Pyle was originally scheduled to stand trial in November 2023 on charges possessing child pornography and failure to appear. Pyle filed a motion to dismiss the charges, claiming that supporting evidence for the 2016 search warrant did not qualify as child pornography, rendering it invalid, and that any evidence obtained from thereby-unlawful searches was inadmissible. In January 2024, a Sarasota circuit judge denied Pyle's motions, citing sufficient evidence and the police probable cause affidavit. Pyle's trial was scheduled to begin the week of April 22; he instead pled guilty that day.

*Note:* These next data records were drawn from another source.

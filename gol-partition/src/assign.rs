use gol_grid::{Block, Partition};

/// Group `blocks` into `node_count` partitions, one per worker, spreading
/// blocks as evenly as possible. If there are fewer blocks than nodes,
/// each block becomes its own single-block partition and the remaining
/// nodes get none; the caller only dials the nodes it got a partition for.
pub fn assign_to_nodes(node_count: usize, blocks: &[Block]) -> Vec<Partition> {
    if blocks.len() <= node_count {
        return blocks.iter().map(|b| vec![*b]).collect();
    }
    let avg = blocks.len() as f64 / node_count as f64;
    let mut partitions = Vec::with_capacity(node_count);
    for i in 0..node_count {
        let start = (i as f64 * avg).round() as usize;
        let end = ((i + 1) as f64 * avg).round() as usize;
        partitions.push(blocks[start..end].to_vec());
    }
    partitions
}

#[cfg(test)]
mod test {
    use super::*;
    use gol_grid::Cell;
    use test_log::test;

    fn sample_blocks(n: usize) -> Vec<Block> {
        (0..n)
            .map(|i| Block::new(Cell::new(0, i as u32), Cell::new(10, i as u32 + 1)))
            .collect()
    }

    #[test]
    fn test_fewer_blocks_than_nodes_is_one_to_one() {
        let blocks = sample_blocks(2);
        let partitions = assign_to_nodes(5, &blocks);
        assert_eq!(partitions.len(), 2);
        assert_eq!(partitions[0].len(), 1);
        assert_eq!(partitions[1].len(), 1);
    }

    #[test]
    fn test_more_blocks_than_nodes_covers_all_blocks() {
        let blocks = sample_blocks(10);
        let partitions = assign_to_nodes(3, &blocks);
        assert_eq!(partitions.len(), 3);
        let total: usize = partitions.iter().map(|p| p.len()).sum();
        assert_eq!(total, 10);
    }
}
mod error;
mod kind;
mod worker_mask;

pub use error::{err, Error, Result};
pub use kind::GolError;
pub use worker_mask::WorkerMask;
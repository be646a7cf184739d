use gol_base::Result;
use gol_codec::{decode_coords, decode_varint_fixed8, Event, EventTag};
use std::io::{Read, Write};

/// Write one event to the broker<->controller stream.
pub fn write_event<W: Write>(w: &mut W, ev: &Event, size_int: u8) -> Result<()> {
    let bytes = ev.encode(size_int)?;
    if !bytes.is_empty() {
        w.write_all(&bytes)?;
    }
    Ok(())
}

/// Read one event off the stream. Unlike [`Event::decode`], which works on
/// an already-buffered slice, this pulls exactly as many bytes as each
/// event needs: a tag byte, then (for `Flipped`) a fixed 8-byte length
/// frame followed by that many payload bytes.
///
/// Returns `Ok(None)` on a clean stream close before the next tag byte.
pub fn read_event<R: Read>(r: &mut R, size_int: u8) -> Result<Option<Event>> {
    let mut tag_buf = [0u8; 1];
    match r.read_exact(&mut tag_buf) {
        Ok(()) => {}
        Err(e) if e.kind() == std::io::ErrorKind::UnexpectedEof => return Ok(None),
        Err(e) => return Err(e.into()),
    }
    let tag = EventTag::from_u8(tag_buf[0])?;
    let event = match tag {
        EventTag::TurnComplete => Event::TurnComplete,
        EventTag::Pause => Event::Pause,
        EventTag::Resume => Event::Resume,
        EventTag::Save => Event::Save,
        EventTag::Quit => Event::Quit,
        EventTag::Kill => Event::Kill,
        EventTag::Flipped => {
            let mut len_frame = [0u8; 8];
            r.read_exact(&mut len_frame)?;
            let len = decode_varint_fixed8(&len_frame)?;
            let mut payload = vec![0u8; len as usize];
            r.read_exact(&mut payload)?;
            let cells = decode_coords(&payload, size_int)?;
            Event::Flipped(cells)
        }
    };
    Ok(Some(event))
}

#[cfg(test)]
mod test {
    use super::*;
    use gol_grid::Cell;
    use std::io::Cursor;
    use test_log::test;

    #[test]
    fn test_turn_complete_roundtrip() {
        let mut buf = Vec::new();
        write_event(&mut buf, &Event::TurnComplete, 1).unwrap();
        let mut cursor = Cursor::new(buf);
        let decoded = read_event(&mut cursor, 1).unwrap().unwrap();
        assert_eq!(decoded, Event::TurnComplete);
    }

    #[test]
    fn test_flipped_roundtrip() {
        let mut buf = Vec::new();
        let cells = vec![Cell::new(2, 3), Cell::new(9, 9)];
        write_event(&mut buf, &Event::Flipped(cells.clone()), 1).unwrap();
        let mut cursor = Cursor::new(buf);
        let decoded = read_event(&mut cursor, 1).unwrap().unwrap();
        assert_eq!(decoded, Event::Flipped(cells));
    }

    #[test]
    fn test_flipped_length_field_is_fixed_eight_bytes() {
        let mut buf = Vec::new();
        let cells = vec![Cell::new(2, 3)];
        write_event(&mut buf, &Event::Flipped(cells.clone()), 1).unwrap();
        let body_len = gol_codec::encode_coords(&cells, 1).len();
        assert_eq!(buf.len(), 1 + 8 + body_len);
    }

    #[test]
    fn test_empty_flipped_writes_nothing() {
        let mut buf = Vec::new();
        write_event(&mut buf, &Event::Flipped(vec![]), 1).unwrap();
        assert!(buf.is_empty());
    }

    #[test]
    fn test_closed_stream_is_none() {
        let mut cursor = Cursor::new(Vec::<u8>::new());
        assert!(read_event(&mut cursor, 1).unwrap().is_none());
    }
}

At a June 28 sentencing hearing, the state requested a sentence of 35 years imprisonment. Sarasota Circuit Court Judge Thomas Krug instead sentenced Pyle to 15 years for the pornography charges with a 5-year concurrent sentence for failing to appear. His sentencing also included 15 years of probation, registration as a sex offender, and successful completion of a sex offender program. As of 27 December 2025, Pyle was prisoner number 878267, imprisoned at Franklin Correctional Institution with a release date of September 22, 2036.